**TASK TO CARRY OUT**
Copy out every line below without alteration.

*** Opening GIVEN INFORMATION ***

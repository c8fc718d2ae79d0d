//! Plugin transport.
//!
//! Serves the volume plugin protocol as HTTP/1.1 over a Unix domain socket
//! and routes each decoded request to the lifecycle driver.

use std::convert::Infallible;
use std::future::Future;
use std::path::PathBuf;
use std::sync::Arc;

use hyper::header::{HeaderValue, CONTENT_TYPE as CONTENT_TYPE_HEADER};
use hyper::service::{make_service_fn, service_fn};
use hyper::{Body, Method, Request, Response, Server, StatusCode};
use serde::de::DeserializeOwned;
use serde::Serialize;
use tokio::net::UnixListener;
use tokio_stream::wrappers::UnixListenerStream;

use imagefs_core::error::{ImagefsError, Result};

use crate::driver::LifecycleDriver;
use crate::error::error_response;
use crate::protocol::{
    endpoint, ActivateResponse, CapabilitiesResponse, Capability, CreateRequest, ErrResponse,
    GetResponse, ListResponse, MountRequest, MountpointResponse, NameRequest, WireVolume,
    CONTENT_TYPE,
};

/// A serialized plugin response.
#[derive(Debug, Clone, PartialEq, Eq)]
pub struct PluginReply {
    pub status: StatusCode,
    pub body: Vec<u8>,
}

impl PluginReply {
    fn json<T: Serialize>(status: StatusCode, value: &T) -> Self {
        match serde_json::to_vec(value) {
            Ok(body) => Self { status, body },
            Err(e) => Self {
                status: StatusCode::INTERNAL_SERVER_ERROR,
                body: format!(r#"{{"Err":"failed to encode response: {}"}}"#, e).into_bytes(),
            },
        }
    }

    fn ok<T: Serialize>(value: &T) -> Self {
        Self::json(StatusCode::OK, value)
    }

    fn error(err: &ImagefsError) -> Self {
        let (status, body) = error_response(err);
        Self::json(status, &body)
    }

    fn into_response(self) -> Response<Body> {
        let mut response = Response::new(Body::from(self.body));
        *response.status_mut() = self.status;
        response
            .headers_mut()
            .insert(CONTENT_TYPE_HEADER, HeaderValue::from_static(CONTENT_TYPE));
        response
    }
}

fn decode<T: DeserializeOwned>(body: &[u8]) -> std::result::Result<T, PluginReply> {
    let body: &[u8] = if body.iter().all(u8::is_ascii_whitespace) {
        b"{}"
    } else {
        body
    };
    serde_json::from_slice(body).map_err(|e| {
        PluginReply::json(
            StatusCode::BAD_REQUEST,
            &ErrResponse::new(format!("malformed request: {}", e)),
        )
    })
}

/// Route one plugin request to the driver.
pub async fn dispatch(driver: &LifecycleDriver, path: &str, body: &[u8]) -> PluginReply {
    tracing::debug!(path = %path, "Plugin request");

    match path {
        endpoint::ACTIVATE => PluginReply::ok(&ActivateResponse::default()),

        endpoint::CREATE => {
            let req: CreateRequest = match decode(body) {
                Ok(req) => req,
                Err(reply) => return reply,
            };
            let opts = req.opts.unwrap_or_default();
            match driver.create(&req.name, &opts).await {
                Ok(()) => PluginReply::ok(&ErrResponse::default()),
                Err(e) => PluginReply::error(&e),
            }
        }

        endpoint::REMOVE => {
            let req: NameRequest = match decode(body) {
                Ok(req) => req,
                Err(reply) => return reply,
            };
            match driver.remove(&req.name).await {
                Ok(()) => PluginReply::ok(&ErrResponse::default()),
                Err(e) => PluginReply::error(&e),
            }
        }

        endpoint::MOUNT => {
            let req: MountRequest = match decode(body) {
                Ok(req) => req,
                Err(reply) => return reply,
            };
            match driver.mount(&req.name, &req.id).await {
                Ok(mountpoint) => PluginReply::ok(&MountpointResponse {
                    mountpoint,
                    err: String::new(),
                }),
                Err(e) => PluginReply::error(&e),
            }
        }

        endpoint::PATH => {
            let req: NameRequest = match decode(body) {
                Ok(req) => req,
                Err(reply) => return reply,
            };
            match driver.path(&req.name).await {
                Ok(mountpoint) => PluginReply::ok(&MountpointResponse {
                    mountpoint,
                    err: String::new(),
                }),
                Err(e) => PluginReply::error(&e),
            }
        }

        endpoint::UNMOUNT => {
            let req: MountRequest = match decode(body) {
                Ok(req) => req,
                Err(reply) => return reply,
            };
            match driver.unmount(&req.name, &req.id).await {
                Ok(()) => PluginReply::ok(&ErrResponse::default()),
                Err(e) => PluginReply::error(&e),
            }
        }

        endpoint::GET => {
            let req: NameRequest = match decode(body) {
                Ok(req) => req,
                Err(reply) => return reply,
            };
            match driver.get(&req.name).await {
                Ok(info) => PluginReply::ok(&GetResponse {
                    volume: Some(WireVolume {
                        name: info.name,
                        mountpoint: info.mountpoint,
                    }),
                    err: String::new(),
                }),
                Err(e) => PluginReply::error(&e),
            }
        }

        endpoint::LIST => match driver.list().await {
            Ok(names) => PluginReply::ok(&ListResponse {
                volumes: names
                    .into_iter()
                    .map(|name| WireVolume {
                        name,
                        mountpoint: String::new(),
                    })
                    .collect(),
                err: String::new(),
            }),
            Err(e) => PluginReply::error(&e),
        },

        endpoint::CAPABILITIES => PluginReply::ok(&CapabilitiesResponse {
            capabilities: Capability {
                scope: driver.capabilities().to_string(),
            },
        }),

        _ => PluginReply::json(
            StatusCode::NOT_FOUND,
            &ErrResponse::new(format!("unknown endpoint: {}", path)),
        ),
    }
}

async fn handle(
    driver: Arc<LifecycleDriver>,
    request: Request<Body>,
) -> std::result::Result<Response<Body>, Infallible> {
    if request.method() != Method::POST {
        let reply = PluginReply::json(
            StatusCode::METHOD_NOT_ALLOWED,
            &ErrResponse::new(format!("method {} not allowed", request.method())),
        );
        return Ok(reply.into_response());
    }

    let path = request.uri().path().to_string();
    let reply = match hyper::body::to_bytes(request.into_body()).await {
        Ok(body) => dispatch(&driver, &path, &body).await,
        Err(e) => PluginReply::json(
            StatusCode::BAD_REQUEST,
            &ErrResponse::new(format!("failed to read request body: {}", e)),
        ),
    };

    if !reply.status.is_success() {
        tracing::warn!(path = %path, status = %reply.status, "Plugin request failed");
    }
    Ok(reply.into_response())
}

/// Volume plugin server.
pub struct PluginServer {
    /// Path to the Unix domain socket.
    socket_path: PathBuf,
    driver: Arc<LifecycleDriver>,
}

impl PluginServer {
    pub fn new(socket_path: PathBuf, driver: LifecycleDriver) -> Self {
        Self {
            socket_path,
            driver: Arc::new(driver),
        }
    }

    /// Serve plugin requests until `shutdown` resolves.
    pub async fn serve(&self, shutdown: impl Future<Output = ()>) -> Result<()> {
        // Remove existing socket file if present
        if self.socket_path.exists() {
            std::fs::remove_file(&self.socket_path)?;
        }

        // Ensure parent directory exists
        if let Some(parent) = self.socket_path.parent() {
            std::fs::create_dir_all(parent)?;
        }

        let listener = UnixListener::bind(&self.socket_path)?;
        let incoming = hyper::server::accept::from_stream(UnixListenerStream::new(listener));

        let driver = self.driver.clone();
        let make_service = make_service_fn(move |_| {
            let driver = driver.clone();
            async move {
                Ok::<_, Infallible>(service_fn(move |request| handle(driver.clone(), request)))
            }
        });

        tracing::info!(
            socket = %self.socket_path.display(),
            "Volume plugin listening"
        );

        let result = Server::builder(incoming)
            .serve(make_service)
            .with_graceful_shutdown(shutdown)
            .await;

        if let Err(e) = std::fs::remove_file(&self.socket_path) {
            tracing::debug!(error = %e, "Socket already gone");
        }
        result.map_err(std::io::Error::other)?;

        tracing::info!("Volume plugin stopped");
        Ok(())
    }
}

*** Closing GIVEN INFORMATION ***

**RESULT OF THIS TASK**
repository c8fc718d2ae79d0d
//! Plugin transport.
//!
//! Serves the volume plugin protocol as HTTP/1.1 over a Unix domain socket
//! and routes each decoded request to the lifecycle driver.

use std::convert::Infallible;
use std::future::Future;
use std::path::PathBuf;
use std::sync::Arc;

use hyper::header::{HeaderValue, CONTENT_TYPE as CONTENT_TYPE_HEADER};
use hyper::service::{make_service_fn, service_fn};
use hyper::{Body, Method, Request, Response, Server, StatusCode};
use serde::de::DeserializeOwned;
use serde::Serialize;
use tokio::net::UnixListener;
use tokio_stream::wrappers::UnixListenerStream;

use imagefs_core::error::{ImagefsError, Result};

use crate::driver::LifecycleDriver;
use crate::error::error_response;
use crate::protocol::{
    endpoint, ActivateResponse, CapabilitiesResponse, Capability, CreateRequest, ErrResponse,
    GetResponse, ListResponse, MountRequest, MountpointResponse, NameRequest, WireVolume,
    CONTENT_TYPE,
};

/// A serialized plugin response.
#[derive(Debug, Clone, PartialEq, Eq)]
pub struct PluginReply {
    pub status: StatusCode,
    pub body: Vec<u8>,
}

impl PluginReply {
    fn json<T: Serialize>(status: StatusCode, value: &T) -> Self {
        match serde_json::to_vec(value) {
            Ok(body) => Self { status, body },
            Err(e) => Self {
                status: StatusCode::INTERNAL_SERVER_ERROR,
                body: format!(r#"{{"Err":"failed to encode response: {}"}}"#, e).into_bytes(),
            },
        }
    }

    fn ok<T: Serialize>(value: &T) -> Self {
        Self::json(StatusCode::OK, value)
    }

    fn error(err: &ImagefsError) -> Self {
        let (status, body) = error_response(err);
        Self::json(status, &body)
    }

    fn into_response(self) -> Response<Body> {
        let mut response = Response::new(Body::from(self.body));
        *response.status_mut() = self.status;
        response
            .headers_mut()
            .insert(CONTENT_TYPE_HEADER, HeaderValue::from_static(CONTENT_TYPE));
        response
    }
}

fn decode<T: DeserializeOwned>(body: &[u8]) -> std::result::Result<T, PluginReply> {
    let body: &[u8] = if body.iter().all(u8::is_ascii_whitespace) {
        b"{}"
    } else {
        body
    };
    serde_json::from_slice(body).map_err(|e| {
        PluginReply::json(
            StatusCode::BAD_REQUEST,
            &ErrResponse::new(format!("malformed request: {}", e)),
        )
    })
}

/// Route one plugin request to the driver.
pub async fn dispatch(driver: &LifecycleDriver, path: &str, body: &[u8]) -> PluginReply {
    tracing::debug!(path = %path, "Plugin request");

    match path {
        endpoint::ACTIVATE => PluginReply::ok(&ActivateResponse::default()),

        endpoint::CREATE => {
            let req: CreateRequest = match decode(body) {
                Ok(req) => req,
                Err(reply) => return reply,
            };
            let opts = req.opts.unwrap_or_default();
            match driver.create(&req.name, &opts).await {
                Ok(()) => PluginReply::ok(&ErrResponse::default()),
                Err(e) => PluginReply::error(&e),
            }
        }

        endpoint::REMOVE => {
            let req: NameRequest = match decode(body) {
                Ok(req) => req,
                Err(reply) => return reply,
            };
            match driver.remove(&req.name).await {
                Ok(()) => PluginReply::ok(&ErrResponse::default()),
                Err(e) => PluginReply::error(&e),
            }
        }

        endpoint::MOUNT => {
            let req: MountRequest = match decode(body) {
                Ok(req) => req,
                Err(reply) => return reply,
            };
            match driver.mount(&req.name, &req.id).await {
                Ok(mountpoint) => PluginReply::ok(&MountpointResponse {
                    mountpoint,
                    err: String::new(),
                }),
                Err(e) => PluginReply::error(&e),
            }
        }

        endpoint::PATH => {
            let req: NameRequest = match decode(body) {
                Ok(req) => req,
                Err(reply) => return reply,
            };
            match driver.path(&req.name).await {
                Ok(mountpoint) => PluginReply::ok(&MountpointResponse {
                    mountpoint,
                    err: String::new(),
                }),
                Err(e) => PluginReply::error(&e),
            }
        }

        endpoint::UNMOUNT => {
            let req: MountRequest = match decode(body) {
                Ok(req) => req,
                Err(reply) => return reply,
            };
            match driver.unmount(&req.name, &req.id).await {
                Ok(()) => PluginReply::ok(&ErrResponse::default()),
                Err(e) => PluginReply::error(&e),
            }
        }

        endpoint::GET => {
            let req: NameRequest = match decode(body) {
                Ok(req) => req,
                Err(reply) => return reply,
            };
            match driver.get(&req.name).await {
                Ok(info) => PluginReply::ok(&GetResponse {
                    volume: Some(WireVolume {
                        name: info.name,
                        mountpoint: info.mountpoint,
                    }),
                    err: String::new(),
                }),
                Err(e) => PluginReply::error(&e),
            }
        }

        endpoint::LIST => match driver.list().await {
            Ok(names) => PluginReply::ok(&ListResponse {
                volumes: names
                    .into_iter()
                    .map(|name| WireVolume {
                        name,
                        mountpoint: String::new(),
                    })
                    .collect(),
                err: String::new(),
            }),
            Err(e) => PluginReply::error(&e),
        },

        endpoint::CAPABILITIES => PluginReply::ok(&CapabilitiesResponse {
            capabilities: Capability {
                scope: driver.capabilities().to_string(),
            },
        }),

        _ => PluginReply::json(
            StatusCode::NOT_FOUND,
            &ErrResponse::new(format!("unknown endpoint: {}", path)),
        ),
    }
}

async fn handle(
    driver: Arc<LifecycleDriver>,
    request: Request<Body>,
) -> std::result::Result<Response<Body>, Infallible> {
    if request.method() != Method::POST {
        let reply = PluginReply::json(
            StatusCode::METHOD_NOT_ALLOWED,
            &ErrResponse::new(format!("method {} not allowed", request.method())),
        );
        return Ok(reply.into_response());
    }

    let path = request.uri().path().to_string();
    let reply = match hyper::body::to_bytes(request.into_body()).await {
        Ok(body) => dispatch(&driver, &path, &body).await,
        Err(e) => PluginReply::json(
            StatusCode::BAD_REQUEST,
            &ErrResponse::new(format!("failed to read request body: {}", e)),
        ),
    };

    if !reply.status.is_success() {
        tracing::warn!(path = %path, status = %reply.status, "Plugin request failed");
    }
    Ok(reply.into_response())
}

/// Volume plugin server.
pub struct PluginServer {
    /// Path to the Unix domain socket.
    socket_path: PathBuf,
    driver: Arc<LifecycleDriver>,
}

impl PluginServer {
    pub fn new(socket_path: PathBuf, driver: LifecycleDriver) -> Self {
        Self {
            socket_path,
            driver: Arc::new(driver),
        }
    }

    /// Serve plugin requests until `shutdown` resolves.
    pub async fn serve(&self, shutdown: impl Future<Output = ()>) -> Result<()> {
        // Remove existing socket file if present
        if self.socket_path.exists() {
            std::fs::remove_file(&self.socket_path)?;
        }

        // Ensure parent directory exists
        if let Some(parent) = self.socket_path.parent() {
            std::fs::create_dir_all(parent)?;
        }

        let listener = UnixListener::bind(&self.socket_path)?;
        let incoming = hyper::server::accept::from_stream(UnixListenerStream::new(listener));

        let driver = self.driver.clone();
        let make_service = make_service_fn(move |_| {
            let driver = driver.clone();
            async move {
                Ok::<_, Infallible>(service_fn(move |request| handle(driver.clone(), request)))
            }
        });

        tracing::info!(
            socket = %self.socket_path.display(),
            "Volume plugin listening"
        );

        let result = Server::builder(incoming)
            .serve(make_service)
            .with_graceful_shutdown(shutdown)
            .await;

        if let Err(e) = std::fs::remove_file(&self.socket_path) {
            tracing::debug!(error = %e, "Socket already gone");
        }
        result.map_err(std::io::Error::other)?;

        tracing::info!("Volume plugin stopped");
        Ok(())
    }
}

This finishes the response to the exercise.